*** Opening INPUT RECORDS ***

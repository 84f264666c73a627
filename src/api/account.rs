//
//  profilescout
//  api/account.rs
//
//  Created by Ngonidzashe Mangudya on 2026/01/12.
//  Copyright (c) 2025 IAMNGONI. All rights reserved.
//

//! Account usage.

use serde::{Deserialize, Serialize};

use super::client::ScoutClient;
use super::common::ApiError;
use super::params::Params;

/// Credit balance of the account owning the API key.
#[derive(Debug, Clone, Default, PartialEq, Serialize, Deserialize)]
#[serde(default)]
pub struct CreditsResponse {
    pub credits_remaining: i64,
    pub credits_used: i64,
    pub plan: Option<String>,
}

impl ScoutClient {
    /// Returns the current credit balance.
    pub async fn credits(&self) -> Result<CreditsResponse, ApiError> {
        self.get("/api/credits", &Params::new()).await
    }
}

*** Closing INPUT RECORDS ***

* [PROBLEM DETAILS] The records above must be retyped in full, exactly.

* [ANSWER TO THE PROBLEM]
repository 84f264666c73a627
filename src/api/account.rs
//
//  profilescout
//  api/account.rs
//
//  Created by Ngonidzashe Mangudya on 2026/01/12.
//  Copyright (c) 2025 IAMNGONI. All rights reserved.
//

//! Account usage.

use serde::{Deserialize, Serialize};

use super::client::ScoutClient;
use super::common::ApiError;
use super::params::Params;

/// Credit balance of the account owning the API key.
#[derive(Debug, Clone, Default, PartialEq, Serialize, Deserialize)]
#[serde(default)]
pub struct CreditsResponse {
    pub credits_remaining: i64,
    pub credits_used: i64,
    pub plan: Option<String>,
}

impl ScoutClient {
    /// Returns the current credit balance.
    pub async fn credits(&self) -> Result<CreditsResponse, ApiError> {
        self.get("/api/credits", &Params::new()).await
    }
}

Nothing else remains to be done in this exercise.